The National Home Improvement Show

We headed off on our bikes to Olympia for the National Home Improvement Show with mixed feelings. I had bought tickets in a two for one offer a couple of months earlier and every week since they had sent me offers for free tickets so I was a bit annoyed with the organisers but the show sounded interesting and possibly more sustainable than the Ideal Home Show at least.

Cycling to OlympiaWe got there in time to see Oliver Heath talk about Smart homes and smart living. We were a bit worried that it started off like an advert for British Gas but once he was into his stride it was a really fascinating run through gadgets and devices that can make your house more efficient. Starting with heating he talked about smart meters and the difference they could make to our future heating controls. Then he moved on to discussing The Nest which is a very stylish new thermostat that controls your heating.

The Nest

So far these are only available in the US but I will keep a look out and feature them when they come to the UK.  In the meantime we have our own home grown version The Owl Intuition which I have talked about before and have at home. This gadget also replaces your thermostat and allows you to control your heating from anywhere in the world. The manufacturers are working on software that will help you to reduce consumption further by prompting when you can manage without heating. They’re also looking into a feature to notify friends or family if the hot water hasn’t been used for a long time which could be used as an alarm for the elderly.

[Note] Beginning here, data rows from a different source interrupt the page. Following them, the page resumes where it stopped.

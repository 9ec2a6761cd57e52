//! Loaders feeding the lab calculation engine

pub mod macrostickies_paste;
pub mod sheet_loader;
//! Reference masses and per-field zero policies used by the calculators

use serde::{Deserialize, Serialize};

use super::screen::TarePolicy;

/// Nominal sample mass the bone-dry equivalent is scaled to (g)
pub const BONE_DRY_REFERENCE_G: f64 = 50.0;
/// Sample mass put over the coarse screen (g)
pub const COARSE_REFERENCE_G: f64 = 50.0;
/// Sample mass put over the fine screen (g)
pub const FINE_REFERENCE_G: f64 = 20.0;

#[derive(Debug, Clone, Copy, PartialEq, Serialize, Deserialize)]
pub struct ScreenRejectSettings {
    pub coarse_reference_g: f64,
    pub fine_reference_g: f64,
    pub coarse_tare_policy: TarePolicy,
    pub fine_tare_policy: TarePolicy,
}

impl Default for ScreenRejectSettings {
    fn default() -> Self {
        Self {
            coarse_reference_g: COARSE_REFERENCE_G,
            fine_reference_g: FINE_REFERENCE_G,
            coarse_tare_policy: TarePolicy::ZeroMeansMissing,
            fine_tare_policy: TarePolicy::AlwaysSubtract,
        }
    }
}

#[derive(Debug, Clone, Copy, PartialEq, Serialize, Deserialize)]
pub struct CalculationSettings {
    pub bone_dry_reference_g: f64,
    pub screen: ScreenRejectSettings,
}

impl Default for CalculationSettings {
    fn default() -> Self {
        Self {
            bone_dry_reference_g: BONE_DRY_REFERENCE_G,
            screen: ScreenRejectSettings::default(),
        }
    }
}
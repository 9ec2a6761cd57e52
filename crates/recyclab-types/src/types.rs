//! Shared presentation-neutral types

use clap::ValueEnum;
use serde::{Deserialize, Serialize};

/// Placeholder shown wherever a calculation has no defined result
pub const UNDEFINED_PLACEHOLDER: &str = "-";

/// Output format for results
#[derive(Clone, Copy, Debug, Default, PartialEq, Eq, ValueEnum, Serialize, Deserialize)]
#[serde(rename_all = "lowercase")]
pub enum OutputFormat {
    #[default]
    Table,
    Json,
}

impl std::fmt::Display for OutputFormat {
    fn fmt(&self, f: &mut std::fmt::Formatter<'_>) -> std::fmt::Result {
        match self {
            OutputFormat::Table => write!(f, "table"),
            OutputFormat::Json => write!(f, "json"),
        }
    }
}

/// Format an optional value with fixed decimals, or the undefined placeholder.
pub fn format_optional(value: Option<f64>, decimals: usize) -> String {
    match value {
        Some(v) => format!("{:.*}", decimals, v),
        None => UNDEFINED_PLACEHOLDER.to_string(),
    }
}

/// Round to `decimals` places, ties to even on the scaled value.
///
/// Matches how the lab spreadsheets round: 0.125 becomes 0.12, 0.375 becomes 0.38.
pub fn round_to(value: f64, decimals: i32) -> f64 {
    let factor = 10f64.powi(decimals);
    (value * factor).round_ties_even() / factor
}

#[cfg(test)]
mod tests {
    use super::*;

    #[test]
    fn test_format_optional_defined() {
        assert_eq!(format_optional(Some(45.0), 2), "45.00");
        assert_eq!(format_optional(Some(0.0), 2), "0.00");
    }

    #[test]
    fn test_format_optional_undefined_is_placeholder() {
        assert_eq!(format_optional(None, 2), "-");
    }

    #[test]
    fn test_round_to() {
        assert!((round_to(7.0710678, 2) - 7.07).abs() < 1e-12);
        assert!((round_to(0.123456, 4) - 0.1235).abs() < 1e-12);
        assert!((round_to(-0.123456, 4) + 0.1235).abs() < 1e-12);
    }

    #[test]
    fn test_round_to_ties_to_even() {
        assert_eq!(round_to(0.125, 2), 0.12);
        assert_eq!(round_to(0.375, 2), 0.38);
        assert_eq!(round_to(2.5, 0), 2.0);
        assert_eq!(round_to(-0.125, 2), -0.12);
    }

    #[test]
    fn test_output_format_display() {
        assert_eq!(OutputFormat::Table.to_string(), "table");
        assert_eq!(OutputFormat::Json.to_string(), "json");
    }
}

The current version already gives great reports on your current usage and your history. Find out more about them on my product pages here.wall thermostat

Oliver moved on to talk about water-saving gadgets including the water pebble which times your shower and helps you reduce it and water saving shower heads which can reduce your water use without changing the feel of your shower. We have one at home and it certainly works. He also discussed a water pedal tap for your kitchen so you can turn the water on and off hands free when cooking, along with a kit for converting your existing toilet to low flush. I have converted my own toilet to low flush using a kit as well, further details in a blog soon.

Other sections of Oliver’s presentation covered ventilation systems and atmospheric changes such as light bulbs and paints. The section that made him most excited though had to be powering his hybrid car with the energy collected from his solar panels! If you are thinking of copying that I have found some good solar panel kits that you can fit yourself or I can arrange for a full scale installation.

If you have ever attended a home show you will know that there are many stalls and many more people! We find therefore that it is best to target a few stalls and escape.

So we visited a couple of stalls which have a wide range of low energy bulbs as I am looking to extend the range I offer on and also need a few new ones around the house.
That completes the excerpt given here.